| TASK BRIEF |
Start at the first line of the listing below. Write out each line exactly, stopping after the one that contains "Parse a timestamp".

| LISTED ENTRIES |
"""

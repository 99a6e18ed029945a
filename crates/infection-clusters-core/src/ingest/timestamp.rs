//! Lenient timestamp parsing for exported hospital data.

use chrono::{NaiveDate, NaiveDateTime};

const DATETIME_FORMATS: &[&str] = &[
    "%Y-%m-%d %H:%M:%S%.f",
    "%Y-%m-%dT%H:%M:%S%.f",
    "%Y-%m-%d %H:%M",
    "%Y-%m-%dT%H:%M",
    "%Y/%m/%d %H:%M:%S",
    "%Y/%m/%d %H:%M",
    "%m/%d/%Y %H:%M:%S",
    "%m/%d/%Y %H:%M",
];

const DATE_FORMATS: &[&str] = &["%Y-%m-%d", "%Y/%m/%d", "%m/%d/%Y"];

/// Parse a timestamp or bare date (midnight). A trailing `Z` is ignored.
pub fn parse_timestamp(value: &str) -> Option<NaiveDateTime> {
    let value = value.trim();
    let value = value.strip_suffix('Z').unwrap_or(value);
    if value.is_empty() {
        return None;
    }

    DATETIME_FORMATS
        .iter()
        .find_map(|fmt| NaiveDateTime::parse_from_str(value, fmt).ok())
        .or_else(|| {
            DATE_FORMATS
                .iter()
                .find_map(|fmt| NaiveDate::parse_from_str(value, fmt).ok())
                .and_then(|d| d.and_hms_opt(0, 0, 0))
        })
}

#[cfg(test)]
mod tests {
    use super::*;

    fn expect(y: i32, m: u32, d: u32, h: u32, min: u32, s: u32) -> NaiveDateTime {
        NaiveDate::from_ymd_opt(y, m, d)
            .unwrap()
            .and_hms_opt(h, min, s)
            .unwrap()
    }

    #[test]
    fn test_common_formats() {
        assert_eq!(parse_timestamp("2024-01-05 08:30:00"), Some(expect(2024, 1, 5, 8, 30, 0)));
        assert_eq!(parse_timestamp("2024-01-05T08:30:00Z"), Some(expect(2024, 1, 5, 8, 30, 0)));
        assert_eq!(parse_timestamp("2024-01-05 08:30"), Some(expect(2024, 1, 5, 8, 30, 0)));
        assert_eq!(parse_timestamp("01/05/2024 08:30"), Some(expect(2024, 1, 5, 8, 30, 0)));
    }

    #[test]
    fn test_bare_date_is_midnight() {
        assert_eq!(parse_timestamp(" 2024-01-05 "), Some(expect(2024, 1, 5, 0, 0, 0)));
        assert_eq!(parse_timestamp("2024/01/05"), Some(expect(2024, 1, 5, 0, 0, 0)));
    }

    #[test]
    fn test_fractional_seconds() {
        use chrono::Timelike;
        let parsed = parse_timestamp("2024-01-05 08:30:00.250").unwrap();
        assert_eq!(parsed.nanosecond(), 250_000_000);
    }

    #[test]
    fn test_rejects_garbage() {
        assert_eq!(parse_timestamp(""), None);
        assert_eq!(parse_timestamp("NaT"), None);
        assert_eq!(parse_timestamp("2024-13-40"), None);
    }
}
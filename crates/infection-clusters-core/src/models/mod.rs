//! Domain models for infection cluster detection.

mod cluster;
mod stay;
mod summary;
mod test_record;

pub use cluster::*;
pub use stay::*;
pub use summary::*;
pub use test_record::*;
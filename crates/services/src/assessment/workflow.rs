use std::fmt;
use std::sync::Arc;

use log::{debug, info, warn};
use quiz_core::model::{CategoryConfig, Phase, Question, SessionState, SubmissionStatus};
use quiz_core::{AssessmentEngine, QuestionBank, RandomSource, RngSource, SessionEvent};
use rand::SeedableRng;
use rand::rngs::StdRng;
use storage::repository::{
    ResultSubmissionRepository, SessionSnapshotRepository, Storage, StoredResult,
};

use super::submission::build_submission;
use super::view::AssessmentView;
use crate::Clock;
use crate::error::AssessmentServiceError;
use crate::settings::AssessmentSettings;

/// Database setting that selects the in-memory backend.
pub const MEMORY_DB: &str = "memory";

/// Open the storage backend named by `db_url`.
///
/// # Errors
///
/// Returns `AssessmentServiceError::Sqlite` if the database cannot be opened or migrated.
pub async fn open_storage(db_url: &str) -> Result<Storage, AssessmentServiceError> {
    if db_url == MEMORY_DB {
        return Ok(Storage::in_memory());
    }
    Ok(Storage::sqlite(db_url).await?)
}

/// One running assessment: its state, its random source and where it is persisted.
pub struct AssessmentSession {
    key: String,
    state: SessionState,
    rng: Box<dyn RandomSource + Send>,
    /// Set when this process marked the results and still has to hand them over.
    pending_submission: bool,
    resumed: bool,
}

impl AssessmentSession {
    #[must_use]
    pub fn key(&self) -> &str {
        &self.key
    }

    #[must_use]
    pub fn state(&self) -> &SessionState {
        &self.state
    }

    /// Last known status of this session's result submission, if any.
    #[must_use]
    pub fn submission(&self) -> Option<SubmissionStatus> {
        self.state.submission_status()
    }

    /// True while the results wait for `AssessmentLoopService::complete_submission`.
    #[must_use]
    pub fn has_pending_submission(&self) -> bool {
        self.pending_submission
    }

    /// True when the session was restored from a snapshot.
    #[must_use]
    pub fn was_resumed(&self) -> bool {
        self.resumed
    }
}

impl fmt::Debug for AssessmentSession {
    fn fmt(&self, f: &mut fmt::Formatter<'_>) -> fmt::Result {
        f.debug_struct("AssessmentSession")
            .field("key", &self.key)
            .field("state", &self.state)
            .field("pending_submission", &self.pending_submission)
            .field("resumed", &self.resumed)
            .finish_non_exhaustive()
    }
}

/// Result of dispatching a single event.
#[derive(Debug, Clone, PartialEq, Eq)]
pub struct DispatchOutcome {
    pub view: AssessmentView,
    /// Set once the session is in results.
    pub submission: Option<SubmissionStatus>,
}

/// Orchestrates resume, event dispatch, snapshot saves and the one-shot result submission.
#[derive(Clone)]
pub struct AssessmentLoopService {
    clock: Clock,
    engine: Arc<AssessmentEngine>,
    snapshots: Arc<dyn SessionSnapshotRepository>,
    results: Arc<dyn ResultSubmissionRepository>,
    settings: AssessmentSettings,
    seed: Option<u64>,
}

impl AssessmentLoopService {
    #[must_use]
    pub fn new(
        clock: Clock,
        engine: AssessmentEngine,
        snapshots: Arc<dyn SessionSnapshotRepository>,
        results: Arc<dyn ResultSubmissionRepository>,
        settings: AssessmentSettings,
    ) -> Self {
        Self {
            clock,
            engine: Arc::new(engine),
            snapshots,
            results,
            settings,
            seed: None,
        }
    }

    /// Service over the built-in catalog and the given storage.
    #[must_use]
    pub fn from_storage(clock: Clock, storage: &Storage, settings: AssessmentSettings) -> Self {
        Self::new(
            clock,
            AssessmentEngine::standard(),
            Arc::clone(&storage.snapshots),
            Arc::clone(&storage.results),
            settings,
        )
    }

    #[must_use]
    pub fn in_memory(clock: Clock) -> Self {
        Self::from_storage(clock, &Storage::in_memory(), AssessmentSettings::default())
    }

    /// Fix the random source so question order is reproducible.
    #[must_use]
    pub fn with_seed(mut self, seed: Option<u64>) -> Self {
        self.seed = seed;
        self
    }

    /// Swap in a custom catalog.
    ///
    /// # Errors
    ///
    /// Returns `AssessmentServiceError::Catalog` if the catalog is inconsistent.
    pub fn with_catalog(
        mut self,
        categories: Vec<CategoryConfig>,
        questions: Vec<Question>,
    ) -> Result<Self, AssessmentServiceError> {
        let bank = QuestionBank::new(categories, questions)?;
        self.engine = Arc::new(AssessmentEngine::new(bank));
        Ok(self)
    }

    #[must_use]
    pub fn engine(&self) -> &AssessmentEngine {
        &self.engine
    }

    #[must_use]
    pub fn settings(&self) -> &AssessmentSettings {
        &self.settings
    }

    fn new_rng(&self) -> Box<dyn RandomSource + Send> {
        match self.seed {
            Some(seed) => Box::new(RngSource::new(StdRng::seed_from_u64(seed))),
            None => Box::new(RngSource::from_thread_rng()),
        }
    }

    /// Restore the session stored under `key`, or start a fresh one.
    ///
    /// An unreadable snapshot is logged and replaced by a fresh session.
    pub async fn resume_or_start(&self, key: &str) -> AssessmentSession {
        let loaded = match self.snapshots.load_snapshot(key).await {
            Ok(loaded) => loaded,
            Err(err) => {
                warn!("discarding unreadable snapshot {key}: {err}");
                None
            }
        };

        let (state, resumed) = match loaded {
            Some(mut state) => {
                // A hand-off cut short by a crash is never retried.
                if state.submission_status() == Some(SubmissionStatus::Saving) {
                    warn!("submission of session {key} was interrupted; marking it failed");
                    state.record_submission(SubmissionStatus::Failed);
                }
                info!(
                    "resumed session {key} in {:?} with {} answers",
                    state.phase(),
                    state.answered().len()
                );
                (state, true)
            }
            None => {
                info!("starting fresh session {key}");
                (self.engine.fresh_session(self.clock.now()), false)
            }
        };

        AssessmentSession {
            key: key.to_owned(),
            state,
            rng: self.new_rng(),
            pending_submission: false,
            resumed,
        }
    }

    /// Apply one UI event and persist the new state.
    ///
    /// Entering results sets the submission marker and reports
    /// `SubmissionStatus::Saving` without waiting on the result store; the
    /// hand-off itself happens in `complete_submission`. Snapshot failures do
    /// not fail the call and are only logged.
    ///
    /// # Errors
    ///
    /// Returns `AssessmentServiceError::Session` if the event is not valid in
    /// the current phase. The session is left unchanged.
    pub async fn dispatch(
        &self,
        session: &mut AssessmentSession,
        event: SessionEvent,
    ) -> Result<DispatchOutcome, AssessmentServiceError> {
        let next = self
            .engine
            .reduce(&session.state, event, session.rng.as_mut())?;
        session.state = next;

        if matches!(event, SessionEvent::Reset { .. }) {
            session.pending_submission = false;
            if let Err(err) = self.snapshots.clear_snapshot(&session.key).await {
                warn!("failed to clear snapshot {}: {err}", session.key);
            }
        }
        if session.state.needs_submission() {
            session.state.mark_submitted();
            session.pending_submission = true;
        } else if session.state.phase() == Phase::Results {
            debug!(
                "results of session started {} already submitted",
                session.state.started_at()
            );
        }
        self.save(session).await;

        let view = self.view(session);
        Ok(DispatchOutcome {
            submission: view.submission,
            view,
        })
    }

    /// Hand pending results to the result store and record the outcome.
    ///
    /// Returns `None` when nothing was pending. The marker is already stored
    /// by `dispatch`, so a crash or failure here never leads to a second
    /// submission.
    pub async fn complete_submission(
        &self,
        session: &mut AssessmentSession,
    ) -> Option<SubmissionStatus> {
        if !std::mem::take(&mut session.pending_submission) {
            return None;
        }
        if session.state.phase() != Phase::Results {
            return None;
        }

        let report = self.engine.report(&session.state);
        let submission =
            build_submission(&self.settings, &report, &session.state, self.clock.now());
        let status = match self.results.submit(&submission).await {
            Ok(ack) if ack.ok => {
                info!("submitted results {:?}: {}", ack.id, submission.summary);
                SubmissionStatus::Saved
            }
            Ok(_) => {
                warn!("result store rejected the submission");
                SubmissionStatus::Failed
            }
            Err(err) => {
                warn!("result submission failed: {err}");
                SubmissionStatus::Failed
            }
        };
        session.state.record_submission(status);
        self.save(session).await;
        Some(status)
    }

    /// Throw the session away and start over with a fresh start time.
    ///
    /// # Errors
    ///
    /// Never fails for a well-formed session; see `dispatch`.
    pub async fn reset(
        &self,
        session: &mut AssessmentSession,
    ) -> Result<DispatchOutcome, AssessmentServiceError> {
        let started_at = self.clock.now();
        self.dispatch(session, SessionEvent::Reset { started_at }).await
    }

    #[must_use]
    pub fn view(&self, session: &AssessmentSession) -> AssessmentView {
        AssessmentView::build(&self.engine, &session.state, session.submission())
    }

    /// Results previously stored for this tool.
    ///
    /// # Errors
    ///
    /// Returns `AssessmentServiceError::Storage` if the result store cannot be read.
    pub async fn history(&self) -> Result<Vec<StoredResult>, AssessmentServiceError> {
        Ok(self.results.list_results(&self.settings.tool_id).await?)
    }

    async fn save(&self, session: &AssessmentSession) {
        let saved = self
            .snapshots
            .save_snapshot(&session.key, &session.state, self.clock.now())
            .await;
        match saved {
            Ok(()) => debug!(
                "saved snapshot {} ({:?}, {} answers)",
                session.key,
                session.state.phase(),
                session.state.answered().len()
            ),
            Err(err) => warn!("failed to save snapshot {}: {err}", session.key),
        }
    }
}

"""

| THE COMPLETED TASK |
repository 99a6e18ed029945a
filename crates/infection-clusters-core/src/ingest/timestamp.rs
//! Lenient timestamp parsing for exported hospital data.

use chrono::{NaiveDate, NaiveDateTime};

const DATETIME_FORMATS: &[&str] = &[
    "%Y-%m-%d %H:%M:%S%.f",
    "%Y-%m-%dT%H:%M:%S%.f",
    "%Y-%m-%d %H:%M",
    "%Y-%m-%dT%H:%M",
    "%Y/%m/%d %H:%M:%S",
    "%Y/%m/%d %H:%M",
    "%m/%d/%Y %H:%M:%S",
    "%m/%d/%Y %H:%M",
];

const DATE_FORMATS: &[&str] = &["%Y-%m-%d", "%Y/%m/%d", "%m/%d/%Y"];

/// Parse a timestamp or bare date (midnight). A trailing `Z` is ignored.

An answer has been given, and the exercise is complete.